Introduction Military Establishments are at increased risk of rapid spread of respiratory infections. Little was known in March 2020 about SARS-CoV-2 prevalence, serological conversion, asymptomatic transmission or risk factors for transmission, particularly in military populations. Early identification, swift implementation of control measures, and investigation of a potential outbreak with Public Health England in an Army barracks following one confirmed case and 11 symptomatic personnel, allowed exploration of these questions.

Methods All adult personnel, including civilians working or living at the Barracks were invited to participate at initial visit and day-36 follow-up.
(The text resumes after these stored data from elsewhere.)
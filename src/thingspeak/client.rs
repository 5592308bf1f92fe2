//! The ThingSpeak client.

use super::error::OK_SUCCESS;
use super::json::{FeedEntry, value_by_key};
use super::update::{HEADERS_FALSE, UPDATE_BODY_LEN, Update, field_index};
use super::value::{FieldValue, parse_float, parse_long};
use super::{Error, FIELD_LENGTH_MAX, Options};
use crate::network::application::http::client::{
    Client, Header, MAX_BODY_LEN, MAX_HEADERS, Method, Request, Response,
};
use crate::network::{Close, Connect};
use core::fmt::Write as _;
use heapless::{String, Vec};

/// Text returned by raw reads.
pub type Body = String<MAX_BODY_LEN>;
/// Text of a single field, status or timestamp.
pub type Text = String<FIELD_LENGTH_MAX>;

const UPDATE_PATH: &str = "/update";
const API_KEY_HEADER: &str = "X-THINGSPEAKAPIKEY";
const FORM_CONTENT_TYPE: &str = "application/x-www-form-urlencoded";

const REMOTE_LEN: usize = 96;
const PATH_LEN: usize = 256;
const FIELD_BODY_LEN: usize = FIELD_LENGTH_MAX + 32;

/// Client for one ThingSpeak server.
///
/// Every write or read opens a fresh connection through the [`Connect`]
/// implementation, performs one HTTP exchange and closes it again. Values for
/// a multi-field update are held in a pending [`Update`] until
/// [`write_fields`](Self::write_fields) sends them.
pub struct ThingSpeak<'a, N: Connect> {
    network: N,
    options: Options<'a>,
    pending: Update,
    last_read_status: i32,
}

impl<N: Connect> ThingSpeak<'static, N> {
    /// A client for the public ThingSpeak service.
    pub fn new(network: N) -> Self {
        Self::with_options(network, Options::default())
    }
}

impl<'a, N: Connect> ThingSpeak<'a, N> {
    /// A client with custom server settings.
    pub fn with_options(network: N, options: Options<'a>) -> Self {
        Self {
            network,
            options,
            pending: Update::new(),
            last_read_status: OK_SUCCESS,
        }
    }

    /// The server settings in use.
    pub fn options(&self) -> &Options<'a> {
        &self.options
    }

    /// The underlying network stack.
    pub fn network_mut(&mut self) -> &mut N {
        &mut self.network
    }

    /// The multi-field update that the next [`write_fields`](Self::write_fields)
    /// will send.
    pub fn pending(&self) -> &Update {
        &self.pending
    }

    /// Writes a single field and returns the new entry id.
    ///
    /// The write API key selects the channel on the server side; `channel` is
    /// only used for logging. The pending multi-field update is left alone,
    /// unlike the Arduino ThingSpeak library where `writeField` also resets it.
    pub fn write_field<V>(
        &mut self,
        channel: u32,
        field: u8,
        value: V,
        write_key: &str,
    ) -> Result<u32, Error>
    where
        V: TryInto<FieldValue, Error = Error>,
    {
        let slot = field_index(field)?;
        let value = value.try_into()?;
        debug!("thingspeak: write_field channel {=u32} field {=u8}", channel, field);

        let mut body: String<FIELD_BODY_LEN> = String::new();
        write!(body, "field{}={}&{}", slot + 1, value.as_str(), HEADERS_FALSE)
            .map_err(|_| Error::OutOfRange)?;
        self.post_update(body.as_str(), write_key)
    }

    /// Sets a field of the pending multi-field update.
    pub fn set_field<V>(&mut self, field: u8, value: V) -> Result<(), Error>
    where
        V: TryInto<FieldValue, Error = Error>,
    {
        self.pending.set_field(field, value)
    }

    /// Sets the latitude of the pending update, in degrees (negative for south).
    pub fn set_latitude(&mut self, latitude: f32) {
        self.pending.set_latitude(latitude);
    }

    /// Sets the longitude of the pending update, in degrees (negative for west).
    pub fn set_longitude(&mut self, longitude: f32) {
        self.pending.set_longitude(longitude);
    }

    /// Sets the elevation of the pending update, in meters above sea level.
    pub fn set_elevation(&mut self, elevation: f32) {
        self.pending.set_elevation(elevation);
    }

    /// Sets the status message of the pending update.
    pub fn set_status(&mut self, status: &str) -> Result<(), Error> {
        self.pending.set_status(status)
    }

    /// Sets the Twitter account and message of the pending update.
    pub fn set_twitter_tweet(&mut self, twitter: &str, tweet: &str) -> Result<(), Error> {
        self.pending.set_twitter_tweet(twitter, tweet)
    }

    /// Sets the ISO 8601 created-at timestamp of the pending update.
    pub fn set_created_at(&mut self, created_at: &str) -> Result<(), Error> {
        self.pending.set_created_at(created_at)
    }

    /// Sends the pending multi-field update and returns the new entry id.
    ///
    /// The pending update is cleared whether or not the write succeeds.
    pub fn write_fields(&mut self, channel: u32, write_key: &str) -> Result<u32, Error> {
        if self.pending.is_empty() {
            warn!("thingspeak: write_fields called with nothing set");
            return Err(Error::SetFieldNotCalled);
        }
        debug!(
            "thingspeak: write_fields channel {=u32}, {=usize} bytes",
            channel,
            self.pending.content_length()
        );

        let mut body: String<UPDATE_BODY_LEN> = String::new();
        let encoded = self.pending.encode(&mut body);
        self.pending.clear();
        encoded?;
        self.post_update(body.as_str(), write_key)
    }

    /// Posts a caller-built form body, e.g. `field1=3&field4=on`, and returns
    /// the new entry id.
    ///
    /// `headers=false` is appended. The body is sent as given: values must
    /// already be in their wire form.
    pub fn write_raw(&mut self, channel: u32, post_message: &str, write_key: &str) -> Result<u32, Error> {
        debug!("thingspeak: write_raw channel {=u32}", channel);
        let mut body: String<UPDATE_BODY_LEN> = String::new();
        write!(body, "{}&{}", post_message, HEADERS_FALSE).map_err(|_| Error::OutOfRange)?;
        self.post_update(body.as_str(), write_key)
    }

    /// Reads the latest value of a field as text.
    pub fn read_string_field(&mut self, channel: u32, field: u8, read_key: Option<&str>) -> Result<Text, Error> {
        let slot = self.record(field_index(field))?;
        let mut suffix: String<24> = String::new();
        write!(suffix, "/fields/{}/last", slot + 1).map_err(|_| Error::OutOfRange)?;
        let body = self.read_raw(channel, &suffix, read_key)?;
        self.record(String::try_from(body.as_str()).map_err(|_| Error::BadResponse))
    }

    /// Reads the latest value of a field as a float. `NaN`, `Inf` and `-Inf`
    /// are valid results.
    pub fn read_float_field(&mut self, channel: u32, field: u8, read_key: Option<&str>) -> Result<f32, Error> {
        let text = self.read_string_field(channel, field, read_key)?;
        self.record(parse_float(&text))
    }

    /// Reads the latest value of a field as a 64-bit integer.
    pub fn read_long_field(&mut self, channel: u32, field: u8, read_key: Option<&str>) -> Result<i64, Error> {
        let text = self.read_string_field(channel, field, read_key)?;
        self.record(parse_long(&text))
    }

    /// Reads the latest value of a field as a 32-bit integer.
    pub fn read_int_field(&mut self, channel: u32, field: u8, read_key: Option<&str>) -> Result<i32, Error> {
        let value = self.read_long_field(channel, field, read_key)?;
        self.record(i32::try_from(value).map_err(|_| Error::OutOfRange))
    }

    /// Reads the status message of the latest entry. Empty when the entry has
    /// none.
    pub fn read_status(&mut self, channel: u32, read_key: Option<&str>) -> Result<Text, Error> {
        let body = self.read_raw(channel, "/feeds/last.txt?status=true", read_key)?;
        self.extract(&body, "status")
    }

    /// Reads the created-at timestamp of the latest entry. Empty when absent.
    pub fn read_created_at(&mut self, channel: u32, read_key: Option<&str>) -> Result<Text, Error> {
        let body = self.read_raw(channel, "/feeds/last.txt", read_key)?;
        self.extract(&body, "created_at")
    }

    /// Reads every field, the status and the location of the latest entry in
    /// one request.
    pub fn read_multiple_fields(&mut self, channel: u32, read_key: Option<&str>) -> Result<FeedEntry, Error> {
        let body = self.read_raw(channel, "/feeds/last.json?status=true&location=true", read_key)?;
        self.record(FeedEntry::parse(&body))
    }

    /// Reads `/channels/<channel><url_suffix>` and returns the body.
    pub fn read_raw(&mut self, channel: u32, url_suffix: &str, read_key: Option<&str>) -> Result<Body, Error> {
        let result = self.fetch(channel, url_suffix, read_key);
        self.record(result)
    }

    /// Outcome of the most recent read: `200` on success, otherwise the
    /// [`Error::code`] of the failure.
    pub fn last_read_status(&self) -> i32 {
        self.last_read_status
    }

    fn fetch(&mut self, channel: u32, url_suffix: &str, read_key: Option<&str>) -> Result<Body, Error> {
        let mut path: String<PATH_LEN> = String::new();
        write!(path, "/channels/{}{}", channel, url_suffix).map_err(|_| Error::OutOfRange)?;
        debug!("thingspeak: GET {=str}", path.as_str());

        let mut headers = Vec::new();
        push_header(&mut headers, "User-Agent", self.options.user_agent)?;
        if let Some(key) = read_key {
            push_header(&mut headers, API_KEY_HEADER, key)?;
        }

        let response = self.exchange(&Request {
            method: Method::Get,
            host: self.options.host,
            path: &path,
            headers,
            body: None,
        })?;
        if response.status_code != 200 {
            return Err(Error::from_status(response.status_code));
        }
        String::from_utf8(response.body).map_err(|_| Error::BadResponse)
    }

    fn post_update(&mut self, body: &str, write_key: &str) -> Result<u32, Error> {
        trace!("thingspeak: POST {=str}", body);

        let mut headers = Vec::new();
        push_header(&mut headers, "User-Agent", self.options.user_agent)?;
        push_header(&mut headers, API_KEY_HEADER, write_key)?;
        push_header(&mut headers, "Content-Type", FORM_CONTENT_TYPE)?;

        let response = self.exchange(&Request {
            method: Method::Post,
            host: self.options.host,
            path: UPDATE_PATH,
            headers,
            body: Some(body.as_bytes()),
        })?;
        if response.status_code != 200 {
            warn!("thingspeak: update rejected with HTTP {=u16}", response.status_code);
            return Err(Error::from_status(response.status_code));
        }

        let text = response.body_str().map_err(|_| Error::BadResponse)?;
        let entry_id = parse_long(text)?;
        if entry_id == 0 {
            warn!("thingspeak: point not inserted");
            return Err(Error::NotInserted);
        }
        debug!("thingspeak: entry {=i64} created", entry_id);
        u32::try_from(entry_id).map_err(|_| Error::BadResponse)
    }

    /// One request/response round trip on a fresh connection.
    fn exchange(&mut self, request: &Request) -> Result<Response, Error> {
        let mut remote: String<REMOTE_LEN> = String::new();
        write!(remote, "{}:{}", self.options.host, self.options.port).map_err(|_| Error::ConnectFailed)?;

        let connection = self.network.connect(&remote).map_err(|_| {
            warn!("thingspeak: connect to {=str} failed", remote.as_str());
            Error::ConnectFailed
        })?;

        let mut client = Client::new(connection);
        let result = client.request(request);
        if client.into_inner().close().is_err() {
            trace!("thingspeak: close failed");
        }
        result.map_err(Error::from)
    }

    fn extract(&mut self, body: &str, key: &str) -> Result<Text, Error> {
        let value = value_by_key(body, key).unwrap_or("");
        self.record(String::try_from(value).map_err(|_| Error::BadResponse))
    }

    fn record<T>(&mut self, result: Result<T, Error>) -> Result<T, Error> {
        self.last_read_status = match &result {
            Ok(_) => OK_SUCCESS,
            Err(err) => err.code(),
        };
        result
    }
}

impl<N: Connect + core::fmt::Debug> core::fmt::Debug for ThingSpeak<'_, N> {
    fn fmt(&self, f: &mut core::fmt::Formatter<'_>) -> core::fmt::Result {
        f.debug_struct("ThingSpeak")
            .field("network", &self.network)
            .field("options", &self.options)
            .field("pending", &self.pending)
            .field("last_read_status", &self.last_read_status)
            .finish()
    }
}

fn push_header(headers: &mut Vec<Header, MAX_HEADERS>, name: &str, value: &str) -> Result<(), Error> {
    let header = Header::new(name, value).map_err(|_| Error::OutOfRange)?;
    headers.push(header).map_err(|_| Error::OutOfRange)
}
Participants completed a symptom and transmission risk factor questionnaire; gave nasal and throat swabs for SARS-CoV-2 RT-PCR, infectious virus isolation, whole genome sequencing (WGS); and blood samples to detect SARS-CoV-2 and neutralising antibodies. Risk factors were statistically analysed using STATA v15.0, described in univariate analysis by relative risks and assessed using Fisher’s Exact test.

Results At first visit, 24/304 (8%) participants were RT-PCR positive and infectious virus recovered from 7/24 (29%). Seropositivity was 7% (19/285). 64% of all positive participants were asymptomatic. WGS identified more than three separate introductions, and evidence of asymptomatic transmission through genetically indistinguishable samples. Significant transmission risk factors included contact with a confirmed case, female gender, and two-person shared bathrooms. After 36 days, there were no new cases, all previously RT-PCR positive participants seroconverted, but not all developed neutralising antibodies; seropositivity was 13% (25/193).

Conclusions Most positive military personnel were asymptomatic, but those with symptoms reported ageusia or anosmia. Some RT-PCR positive participants, but none who were simultaneously positive for neutralising antibodies, had infectious virus. Initial infection rates were five times general London estimates, but effective implementation of control measures including enhanced cleaning, social distancing, and prompt isolation mitigated on-site spread. 36 days later seropositivity was below London’s rate. Ongoing risks include new COVID-19 introduction into the barracks from off-site personnel, asymptomatic transmission between cases and contacts, and use of two-person bathrooms.